Another criticism is that people don’t know they’re signing away their right to sue when they purchase products or services. That’s because mandatory binding arbitration clauses are usually part of the fine print in contracts or in website terms and conditions. In some cases, as with many credit cards, the agreement that contains the clause is not sent until after the consumer orders the product or service.

Even if they see the clause, critics say, people often don’t understand its implications. And they say companies often present contracts on a take-it-or-leave-it basis, with no opportunity for you to negotiate terms. Ironically, car dealers, who have made widespread use of arbitration clauses in their contracts with consumers, including Perz, made that same argument when they persuaded Congress in 2001 to prohibit automakers from imposing arbitration agreements on them.

Limited rights

Another criticism is that some arbitration agreements limit the types of penalties arbitrators may award, such as punitive damages, or the types of claims people can raise, including negligence.

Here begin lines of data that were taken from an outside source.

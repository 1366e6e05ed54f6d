//! Error types for the Orand epoch publisher

use std::time::Duration;

use alloy::primitives::{Address, TxHash};
use thiserror::Error;

/// Errors that can occur while transforming, verifying or publishing epochs
#[derive(Error, Debug)]
pub enum OrandError {
    /// Required configuration missing or unparsable
    #[error("configuration error: {0}")]
    Configuration(String),

    /// Epoch record field does not fit the proof layout
    #[error("malformed proof field {field}: {reason}")]
    MalformedProof { field: &'static str, reason: String },

    /// The provider reported the dual proof as invalid; nothing was submitted
    #[error("invalid dual proof for epoch {epoch} (signer {signer}, on-chain epoch {current_epoch})")]
    InvalidDualProof {
        epoch: u64,
        signer: Address,
        current_epoch: u128,
    },

    /// RPC connection or transport failure
    #[error("transport error: {0}")]
    Transport(String),

    /// Read-only contract call reverted or returned undecodable data
    #[error("contract call failed: {0}")]
    Contract(String),

    /// State-mutating call was not accepted
    #[error("transaction submission failed: {0}")]
    Submission(String),

    /// Network operation exceeded its deadline
    #[error("{operation} timed out after {after:?}")]
    Timeout {
        operation: &'static str,
        after: Duration,
    },

    /// Transaction was mined but reverted
    #[error("transaction {0} reverted")]
    Reverted(TxHash),

    /// Epoch file could not be read
    #[error("io error: {0}")]
    Io(#[from] std::io::Error),

    /// Epoch file is not a valid epoch record
    #[error("json error: {0}")]
    Json(#[from] serde_json::Error),
}

impl OrandError {
    pub(crate) fn malformed(field: &'static str, reason: impl Into<String>) -> Self {
        OrandError::MalformedProof {
            field,
            reason: reason.into(),
        }
    }
}

/// Result type for publisher operations
pub type Result<T> = std::result::Result<T, OrandError>;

And there’s usually little basis on which an arbitration decision can be appealed.

Arbitration agreements can even take away your right to pursue administrative options provided by state, federal, or local laws. Consider a clause in a contract Consumer Reports signed for the purchase of a Mercedes-Benz for its new-car test program. The clause said that the parties agree to use arbitration as the exclusive method to settle any claims, including those involving consumer fraud, Lemon Law, and Truth in Lending.

Assessing public harm

It’s difficult to determine how much arbitration agreements hurt consumers, employees, and others. It’s impossible to know, for example, how many disputes aren’t pursued because the aggrieved parties can’t sue or act as a class. And no one can say how a case that goes to arbitration would have been decided had it been heard in open court instead, perhaps as a class action.

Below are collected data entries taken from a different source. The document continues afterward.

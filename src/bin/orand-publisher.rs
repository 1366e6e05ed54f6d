use std::collections::{HashMap, VecDeque};
use std::path::{Path, PathBuf};
use std::sync::Arc;

use orand_publisher::config::{
    PublisherConfig, ENV_CONSUMER_ADDRESS, ENV_PROVIDER_ADDRESS, ENV_RPC_URL,
};
use orand_publisher::contract::AlloyConnector;
use orand_publisher::telemetry::{init_telemetry, TelemetryConfig};
use orand_publisher::{codec, EpochPublisher, EpochRecord, PublisherRegistry};

fn print_help() {
    eprintln!(
        "\
orand-publisher

USAGE:
  orand-publisher <command> [options]

COMMANDS:
  transform                       Print the structured proof for an epoch file
  verify                          Verify an epoch against the provider contract
  publish                         Publish an epoch (genesis or continuation)

COMMON OPTIONS:
  --epoch-file <path>             (required) JSON epoch record from the prover

verify / publish OPTIONS:
  --rpc-url <url>                 (defaults to env RPC_URL)
  --provider-address <address>    (defaults to env ORAND_PROVIDER_ADDRESS)
  --consumer-address <address>    (defaults to env ORAND_CONSUMER_ADDRESS)

publish OPTIONS:
  --wait                          Wait for the transaction receipt

ENV:
  WALLET_PRIVATE_KEY              (required for publish)
  ORAND_CALL_TIMEOUT_SECS         (default: 30)
  ORAND_RECEIPT_TIMEOUT_SECS      (default: 120)
  LOG_LEVEL / RUST_LOG, LOG_JSON
"
    );
}

#[derive(Default)]
struct Options {
    epoch_file: Option<PathBuf>,
    overrides: HashMap<&'static str, String>,
    wait: bool,
}

/// Parse command options; `Ok(None)` means help was requested.
fn parse_options(
    command: &str,
    args: &mut VecDeque<String>,
) -> anyhow::Result<Option<Options>> {
    let network = matches!(command, "verify" | "publish");
    let mut options = Options::default();

    while let Some(arg) = args.pop_front() {
        match arg.as_str() {
            "--epoch-file" => {
                let raw = args
                    .pop_front()
                    .ok_or_else(|| anyhow::anyhow!("missing value for --epoch-file"))?;
                options.epoch_file = Some(PathBuf::from(raw));
            }
            "--rpc-url" if network => {
                let raw = args
                    .pop_front()
                    .ok_or_else(|| anyhow::anyhow!("missing value for --rpc-url"))?;
                options.overrides.insert(ENV_RPC_URL, raw);
            }
            "--provider-address" if network => {
                let raw = args
                    .pop_front()
                    .ok_or_else(|| anyhow::anyhow!("missing value for --provider-address"))?;
                options.overrides.insert(ENV_PROVIDER_ADDRESS, raw);
            }
            "--consumer-address" if network => {
                let raw = args
                    .pop_front()
                    .ok_or_else(|| anyhow::anyhow!("missing value for --consumer-address"))?;
                options.overrides.insert(ENV_CONSUMER_ADDRESS, raw);
            }
            "--wait" if command == "publish" => options.wait = true,
            "-h" | "--help" => {
                print_help();
                return Ok(None);
            }
            other => anyhow::bail!("unexpected argument for {command}: {other}"),
        }
    }

    Ok(Some(options))
}

fn read_epoch(path: Option<&Path>) -> anyhow::Result<EpochRecord> {
    let path = path.ok_or_else(|| anyhow::anyhow!("--epoch-file is required"))?;
    EpochRecord::from_file(path)
        .map_err(|e| anyhow::anyhow!("failed to load {}: {e}", path.display()))
}

fn load_config(options: &Options) -> anyhow::Result<PublisherConfig> {
    let config = PublisherConfig::from_lookup(|name| {
        options
            .overrides
            .get(name)
            .cloned()
            .or_else(|| std::env::var(name).ok())
    })?;
    Ok(config)
}

async fn acquire(config: &PublisherConfig) -> anyhow::Result<Arc<EpochPublisher>> {
    let registry = PublisherRegistry::new(Arc::new(AlloyConnector::new(config.timeouts)));
    let publisher = registry
        .acquire(
            &config.rpc_url,
            config.provider_address,
            config.consumer_address,
        )
        .await?;
    Ok(publisher)
}

#[tokio::main]
async fn main() -> anyhow::Result<()> {
    dotenvy::dotenv().ok();

    let mut args: VecDeque<String> = std::env::args().skip(1).collect();
    let Some(command) = args.pop_front() else {
        print_help();
        return Ok(());
    };

    if matches!(command.as_str(), "-h" | "--help" | "help") {
        print_help();
        return Ok(());
    }

    init_telemetry(&TelemetryConfig::from_env())
        .map_err(|e| anyhow::anyhow!("failed to initialize logging: {e}"))?;

    if !matches!(command.as_str(), "transform" | "verify" | "publish") {
        anyhow::bail!("unknown command: {command} (see --help)");
    }

    let Some(options) = parse_options(&command, &mut args)? else {
        return Ok(());
    };
    let record = read_epoch(options.epoch_file.as_deref())?;

    match command.as_str() {
        "transform" => {
            let proof = codec::transform(&record)?;
            println!("{}", serde_json::to_string_pretty(&proof)?);
            Ok(())
        }
        "verify" => {
            let config = load_config(&options)?;
            let publisher = acquire(&config).await?;
            let result = publisher.verify(&record).await?;
            println!("{}", serde_json::to_string_pretty(&result.to_json())?);
            Ok(())
        }
        "publish" => {
            let config = load_config(&options)?;
            let signer = config.signer()?;
            let publisher = acquire(&config).await?;

            let submitted = publisher.publish(&record, &signer).await?;
            println!("{}", serde_json::to_string_pretty(&submitted.to_json())?);

            if options.wait {
                let receipt = publisher.confirm(&submitted).await?;
                println!("{}", serde_json::to_string_pretty(&receipt.to_json())?);
            }
            Ok(())
        }
        other => anyhow::bail!("unknown command: {other}"),
    }
}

But a few cases provide clues.

In one, a Maryland car dealership that had arbitration agreements in only some of its contracts was accused of selling used cars without giving customers conspicuous notice that the ­vehicles were former short-term rentals, in violation of state law. Most customers who had arbitration agreements were exempt from the class-action settlement, which provided the others with $300 to $1,500 in payments or vouchers good for services or the purchase of another car. It’s unknown whether those who were bound by the arbitration agreements went on to arbitrate their claims.

Courts enforce agreements

After a series of U.S. Supreme Court decisions, lower courts increasingly are enforcing arbitration agreements. One such Supreme Court decision said that the class-action prohibitions in most agreements must be upheld even when evidence shows that it would be economically impractical to pursue cases individually. The court has ruled that the 90-year-old Federal Arbitration Act, which allows parties to agree to binding ­arbitration instead of going to court, trumps state laws that attempt to limit the enforceability of mandatory binding arbitration agreements.

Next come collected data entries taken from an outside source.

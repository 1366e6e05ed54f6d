//! Logging setup for the Orand publisher
//!
//! Installs a `tracing` subscriber with an `EnvFilter` and either a compact
//! or a JSON formatter. Logs go to stderr so command output on stdout stays
//! machine-readable.

use tracing_subscriber::{layer::SubscriberExt, util::SubscriberInitExt, EnvFilter};

/// Telemetry configuration
#[derive(Debug, Clone)]
pub struct TelemetryConfig {
    /// Enable console logging
    pub enable_console: bool,
    /// Enable JSON logging format
    pub json_format: bool,
    /// Log level filter
    pub log_level: String,
}

impl Default for TelemetryConfig {
    fn default() -> Self {
        Self {
            enable_console: true,
            json_format: false,
            log_level: "info".to_string(),
        }
    }
}

impl TelemetryConfig {
    pub fn from_env() -> Self {
        Self {
            enable_console: std::env::var("LOG_CONSOLE")
                .map(|v| v != "false" && v != "0")
                .unwrap_or(true),
            json_format: std::env::var("LOG_JSON")
                .map(|v| v == "true" || v == "1")
                .unwrap_or(false),
            log_level: std::env::var("LOG_LEVEL")
                .or_else(|_| std::env::var("RUST_LOG"))
                .unwrap_or_else(|_| "info".to_string()),
        }
    }
}

/// Initialize logging with the given configuration
pub fn init_telemetry(config: &TelemetryConfig) -> Result<(), Box<dyn std::error::Error>> {
    let env_filter = EnvFilter::try_from_default_env()
        .or_else(|_| EnvFilter::try_new(&config.log_level))
        .unwrap_or_else(|_| EnvFilter::new("info"));

    let subscriber = tracing_subscriber::registry().with(env_filter);

    if !config.enable_console {
        subscriber.try_init()?;
        return Ok(());
    }

    if config.json_format {
        let fmt_layer = tracing_subscriber::fmt::layer()
            .json()
            .with_writer(std::io::stderr)
            .with_target(true)
            .with_file(true)
            .with_line_number(true);
        subscriber.with(fmt_layer).try_init()?;
    } else {
        let fmt_layer = tracing_subscriber::fmt::layer()
            .with_writer(std::io::stderr)
            .with_target(true)
            .compact();
        subscriber.with(fmt_layer).try_init()?;
    }

    Ok(())
}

The decisions have led an increasing number of companies to insert arbitration clauses barring class actions in their contracts. They have also led to some lower-court rulings that have left some observers scratching their heads.

One case involved a New York woman’s dispute with a debt-consolidation company that she said did little for the more than $3,000 she had paid. She objected to a contract provision requiring her to have her complaint heard by an arbitrator in Arizona. A federal court in New York found that only the Arizona arbitrator had the authority to decide whether requiring arbitration in Arizona was fair, a decision the court itself acknowledged was logically flawed.

In response to such decisions, there have been several attempts to change the Federal Arbitration Act, including legislation sponsored by Sen. Al Franken, D-Minn., and Rep. Hank Johnson, D-Ga., that would invalidate binding arbitration agreements in consumer, employment, antitrust, and civil rights disputes. The bill is being supported by Consumers Union, the policy and advocacy arm of Consumer Reports.

Editor's Note:

This article also appeared in the October 2014 issue of Consumer Reports Money Adviser.